But these spiritual forces needed material tools. Even with the diplomatic way smoothed, outright unprovoked annexation by force seemed a bit foolhardy.(13) "Peaceful penetration"---the gradual establishment of dominant Italian "interests" of all kinds in Tripoli, with the accompaniment of increasing political control, perhaps some day passing over into sovereignty---was obviously indicated. In what way does the government intend to exercise the paramount rights in Tripoli which the powers have recognized as belonging to Italy? asked Foreign Minister Tittoni before the Italian Senate in May, 1905. "Is it preparing to occupy Tripolitania? To this question I answer decidedly: No. To my mind Italy should not occupy Tripoli except when circumstances will make such a course absolutely indispensable." But no other power must increase its influence there, and "the rights we have upon Tripoli for the future must give us, even at present, a preference in the economic field, in directing our capitals to that region and in promoting commercial currents and agrarian and industrial enterprises." He defended the government against charges of negligence with regard to Tripoli. It was doing much in that region for the development of Italian commerce, navigation, schools, public assistance, and economic action, and along this road the government intended to persevere. Rumors that a coaling station and harbor construction contracts had been granted to non-Italians were unfounded, but "the Italian Government must draw the Sultan's special attention to the grave consequences for Turkey of the granting by her of concessions or privileges in Tripolitania and Cyrenaica which would be opposed to Italian interests, as such a course would oblige the Italian Government to adopt energetic measures." Having thus made the situation clear "all that remains to be done is to quietly resume our work of economic penetration in Tripolitania. This will be the care of the Government."(14)

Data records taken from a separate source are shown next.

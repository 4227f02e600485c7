//! Connection Orchestrator
//!
//! Runs one shared scan, then drives every configured sensor through
//! connect, service discovery and subscription on its own task. Each
//! pipeline fails on its own; a dead sensor never holds up the other.

use crate::domain::clamp::ClampPolicy;
use crate::domain::error::PipelineError;
use crate::domain::models::{
    AppEvent, MessageSeverity, PipelineState, RawNotification, SensorIdentity, StatusMessage,
};
use crate::domain::session::SessionStore;
use crate::domain::settings::Settings;
use crate::infrastructure::bluetooth::protocol;
use crate::infrastructure::bluetooth::transport::{AdapterOptions, BleTransport, ScanRequest};
use std::sync::Arc;
use std::time::Duration;
use tokio::sync::{mpsc, watch};
use tracing::{debug, error, info, trace, warn};
use uuid::Uuid;

/// Everything the orchestrator needs to know about the sensors
#[derive(Debug, Clone)]
pub struct OrchestratorConfig {
    pub identities: Vec<SensorIdentity>,
    pub service_uuid: Uuid,
    pub notify_char_uuid: Uuid,
    pub scan_duration: Duration,
    /// Extra wait after the scan window before the scan is stopped
    pub scan_stop_margin: Duration,
    pub clamp: ClampPolicy,
    pub adapter: AdapterOptions,
    pub log_raw_frames: bool,
}

impl OrchestratorConfig {
    pub fn from_settings(settings: &Settings) -> anyhow::Result<Self> {
        Ok(Self {
            identities: settings.identities(),
            service_uuid: protocol::parse_uuid(&settings.ble_service_uuid)?,
            notify_char_uuid: protocol::parse_uuid(&settings.ble_notify_char_uuid)?,
            scan_duration: settings.scan_duration(),
            scan_stop_margin: settings.scan_stop_margin(),
            clamp: settings.clamp,
            adapter: AdapterOptions::default(),
            log_raw_frames: settings.debug_raw_data_logging,
        })
    }
}

/// State shared by every pipeline task
struct Shared {
    transport: Arc<dyn BleTransport>,
    store: Arc<SessionStore>,
    config: OrchestratorConfig,
    event_sender: mpsc::UnboundedSender<AppEvent>,
}

impl Shared {
    fn set_state(&self, identity: &SensorIdentity, state: PipelineState) {
        debug!(sensor = %identity, "Pipeline state -> {}", state);
        let _ = self
            .event_sender
            .send(AppEvent::PipelineState(identity.clone(), state));
    }

    fn send_log(&self, message: String, severity: MessageSeverity) {
        let _ = self
            .event_sender
            .send(AppEvent::LogMessage(StatusMessage { message, severity }));
    }
}

pub struct ConnectionOrchestrator {
    shared: Arc<Shared>,
}

impl ConnectionOrchestrator {
    pub fn new(
        transport: Arc<dyn BleTransport>,
        store: Arc<SessionStore>,
        config: OrchestratorConfig,
        event_sender: mpsc::UnboundedSender<AppEvent>,
    ) -> Self {
        Self {
            shared: Arc::new(Shared {
                transport,
                store,
                config,
                event_sender,
            }),
        }
    }

    /// Scan, then connect and stream every configured sensor.
    ///
    /// Returns once every pipeline has stopped, with the reason each one
    /// stopped for.
    pub async fn run(&self) -> Vec<(SensorIdentity, PipelineError)> {
        let (scan_done_tx, scan_done_rx) = watch::channel(false);

        let mut handles = Vec::new();
        for identity in &self.shared.config.identities {
            let shared = self.shared.clone();
            let identity = identity.clone();
            let scan_done = scan_done_rx.clone();
            handles.push(tokio::spawn(async move {
                let err = run_pipeline(&shared, &identity, scan_done).await;
                error!(sensor = %identity, "Pipeline stopped: {}", err);
                shared.set_state(&identity, PipelineState::Failed);
                shared.send_log(format!("{}: {}", identity, err), MessageSeverity::Error);
                (identity, err)
            }));
        }
        drop(scan_done_rx);

        match self.scan().await {
            Ok(()) => {
                let _ = scan_done_tx.send(true);
            }
            Err(e) => {
                error!("Scan failed: {}", e);
                self.shared
                    .send_log(format!("Scan failed: {}", e), MessageSeverity::Error);
                // Dropping the sender fails every waiting pipeline.
                drop(scan_done_tx);
            }
        }

        let mut outcomes = Vec::new();
        for handle in handles {
            match handle.await {
                Ok(outcome) => outcomes.push(outcome),
                Err(e) => error!("Pipeline task aborted: {}", e),
            }
        }
        outcomes
    }

    /// Shared scan phase. Returns after the scan has been stopped.
    async fn scan(&self) -> anyhow::Result<()> {
        let shared = &self.shared;
        let config = &shared.config;

        for identity in &config.identities {
            shared.set_state(identity, PipelineState::Scanning);
        }

        shared.transport.start_adapter(&config.adapter).await?;
        info!("Bluetooth adapter started");

        let request = ScanRequest {
            service_filters: Vec::new(),
            duration: config.scan_duration,
            allow_duplicates: true,
        };
        info!("Scanning for {:?}", config.scan_duration);
        shared.send_log("Scanning for sensors...".to_string(), MessageSeverity::Info);
        shared.transport.scan(&request).await?;

        tokio::time::sleep(config.scan_duration + config.scan_stop_margin).await;

        shared.transport.stop_scan().await?;
        info!("Scan stopped, connecting");
        Ok(())
    }
}

/// Drive one sensor until something breaks. Only returns on failure.
async fn run_pipeline(
    shared: &Shared,
    identity: &SensorIdentity,
    mut scan_done: watch::Receiver<bool>,
) -> PipelineError {
    match connect_and_stream(shared, identity, &mut scan_done).await {
        Ok(()) => PipelineError::transport(PipelineState::Streaming, "notification stream closed"),
        Err(e) => e,
    }
}

async fn connect_and_stream(
    shared: &Shared,
    identity: &SensorIdentity,
    scan_done: &mut watch::Receiver<bool>,
) -> Result<(), PipelineError> {
    let transport = &shared.transport;
    let config = &shared.config;

    scan_done
        .wait_for(|done| *done)
        .await
        .map_err(|_| PipelineError::transport(PipelineState::Scanning, "scan did not complete"))?;

    shared.set_state(identity, PipelineState::Connecting);
    info!(sensor = %identity, "Connecting");
    transport
        .connect(identity)
        .await
        .map_err(|e| PipelineError::transport(PipelineState::Connecting, e))?;

    shared.set_state(identity, PipelineState::DiscoveringServices);
    transport
        .discover_services(identity)
        .await
        .map_err(|e| PipelineError::transport(PipelineState::DiscoveringServices, e))?;

    shared.set_state(identity, PipelineState::Subscribing);
    let mut notifications = transport
        .subscribe_notifications(identity, config.service_uuid, config.notify_char_uuid)
        .await
        .map_err(|e| PipelineError::transport(PipelineState::Subscribing, e))?;

    shared.set_state(identity, PipelineState::Streaming);
    info!(sensor = %identity, "Streaming");
    shared.send_log(format!("{} connected", identity), MessageSeverity::Success);

    while let Some(notification) = notifications.recv().await {
        if notification.characteristic_uuid != config.notify_char_uuid {
            trace!(
                sensor = %identity,
                "Ignoring notification from {}",
                notification.characteristic_uuid
            );
            continue;
        }

        if config.log_raw_frames {
            debug!(sensor = %notification.identity, "Frame: {:02X?}", notification.payload);
        }

        match ingest_notification(&shared.store, &config.clamp, &notification) {
            Ok(()) => {}
            Err(PipelineError::InsufficientData { len, .. }) => {
                debug!(sensor = %notification.identity, "Dropping short frame ({} bytes)", len);
            }
            Err(e) => warn!("Dropping notification: {}", e),
        }
    }

    Ok(())
}

/// Decode a notification and store it in the slot of the sensor it is
/// tagged with. Nothing is stored on error.
pub fn ingest_notification(
    store: &SessionStore,
    policy: &ClampPolicy,
    notification: &RawNotification,
) -> Result<(), PipelineError> {
    if !store.is_tracked(&notification.identity) {
        return Err(PipelineError::UnknownIdentity(notification.identity.clone()));
    }
    let reading = protocol::decode(&notification.payload, policy)?;
    store.record_reading(&notification.identity, reading)
}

How did the government happen to be assisted in this care by the Banco di Roma? In the first place, it is worth noting that Romolo Tittoni, Vice-President of the bank's Board of Directors,(15) was a brother of Tommaso Tittoni, Foreign Minister from 1903 to 1909. There were other circumstances still more interesting.(16) The Banco di Roma was known as the bank of the Vatican, and on account of these Papal connections was handicapped in its relations with institutions close to the royal Italian government. Notably, it had been unable to obtain rediscount privileges at the Bank of Italy. Hoping to open this door, it took counsel in high places and finally the prized rediscount privileges were granted. But in return the Banco di Roma promised to interest itself in the development of Italian economic enterprises in Tripoli.(17)

These enterprises took the form of olive presses, an ice machine, a flour mill, an esparto grass press, a soap factory, a machine shop, an establishment for the preparation of ostrich feathers, another for sponges, a quarry---in fact, a whole series of the most diverse undertakings. Eight or nine branches or agencies of the bank were established along the coast and even back in the mountainous hinterland, the first in April, 1907, and all under the direction of Signor Bresciani, who had been a colonial official in Eritrea. Livestock was put out with Arab tribesmen for grazing, and in spite of the opposition of Turkish authorities and legal prohibitions against land ownership by foreigners, the bank succeeded in acquiring possession, if not legal title under native law, of large tracts of land. The total value of the capital put into Tripoli by the Banco di Roma up to 1911 was about four to five million dollars.(18) This included investments in steamships for coastal navigation and for linking Tripoli with other Mediterranean ports. In addition, the Italian government itself established schools and post offices, despite Turkish opposition, sent archeological expeditions, which naturally discovered Roman ruins, and encouraged Italians to initiate undertakings of other sorts. The desert sands of Tripoli were not too enticing, however, and most of the "economic interests" had to be created by the Banco di Roma. The Italian population of the whole region in 1911 was hardly a thousand, and scarcely two hundred of these had come from Italy.(19)

The bank's navigation service, incidentally, was subsidized by the Italian government under contracts of April 23, 1910, and January 27, 1911.(20) This may be regarded as additional compensation to the bank---additional to its rediscount privileges and its patriotic consciousness of national service---for the very considerable losses it must have been bearing on its Tripolitan placements. Indeed, "the deserts of Tripoli and its scanty and indigent Arab population offered meager prospects to the profit-seeking financier,"(21) and any serious profit-seeking by the Banco di Roma must have been done at home, in the Italian treasury. When the actual occupation of Tripoli and the Turco-Italian war finally came along, the bank reaped a rich harvest in contracts for army supplies. It remained the associate of the Italian government in developing the colony, and its land holdings in Tripoli doubtless increased in value with Italian annexation.(22)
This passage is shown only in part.